» TASK INPUT
# # # #
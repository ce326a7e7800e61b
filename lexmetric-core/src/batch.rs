//! Batch analysis.
//!
//! Documents are independent, so a batch can run sequentially or fan out
//! across threads. Either way the records come back in input order and the
//! lexicons are only read.

use lexmetric_types::{Document, MetricRecord};
use rayon::prelude::*;
use tracing::info;

use crate::lexicon::Lexicons;
use crate::metrics::MetricsEngine;

/// Analyses documents one after another.
pub fn analyze_batch(
    engine: &MetricsEngine,
    documents: &[Document],
    lexicons: &Lexicons,
) -> Vec<MetricRecord> {
    let records: Vec<MetricRecord> = documents
        .iter()
        .map(|doc| engine.analyze_document(doc, lexicons))
        .collect();

    info!(documents = records.len(), "batch analysed");
    records
}

/// Analyses documents on the rayon thread pool.
///
/// Produces exactly the same records, in the same order, as
/// [`analyze_batch`].
pub fn analyze_batch_par(
    engine: &MetricsEngine,
    documents: &[Document],
    lexicons: &Lexicons,
) -> Vec<MetricRecord> {
    let records: Vec<MetricRecord> = documents
        .par_iter()
        .map(|doc| engine.analyze_document(doc, lexicons))
        .collect();

    info!(documents = records.len(), "batch analysed in parallel");
    records
}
# # # #
» WHAT IS EXPECTED
Keep every word as given and return the full listing.

» RESPONSE AREA
repository ce326a7e7800e61b
filename lexmetric-core/src/batch.rs
//! Batch analysis.
//!
//! Documents are independent, so a batch can run sequentially or fan out
//! across threads. Either way the records come back in input order and the
//! lexicons are only read.

use lexmetric_types::{Document, MetricRecord};
use rayon::prelude::*;
use tracing::info;

use crate::lexicon::Lexicons;
use crate::metrics::MetricsEngine;

/// Analyses documents one after another.
pub fn analyze_batch(
    engine: &MetricsEngine,
    documents: &[Document],
    lexicons: &Lexicons,
) -> Vec<MetricRecord> {
    let records: Vec<MetricRecord> = documents
        .iter()
        .map(|doc| engine.analyze_document(doc, lexicons))
        .collect();

    info!(documents = records.len(), "batch analysed");
    records
}

/// Analyses documents on the rayon thread pool.
///
/// Produces exactly the same records, in the same order, as
/// [`analyze_batch`].
pub fn analyze_batch_par(
    engine: &MetricsEngine,
    documents: &[Document],
    lexicons: &Lexicons,
) -> Vec<MetricRecord> {
    let records: Vec<MetricRecord> = documents
        .par_iter()
        .map(|doc| engine.analyze_document(doc, lexicons))
        .collect();

    info!(documents = records.len(), "batch analysed in parallel");
    records
}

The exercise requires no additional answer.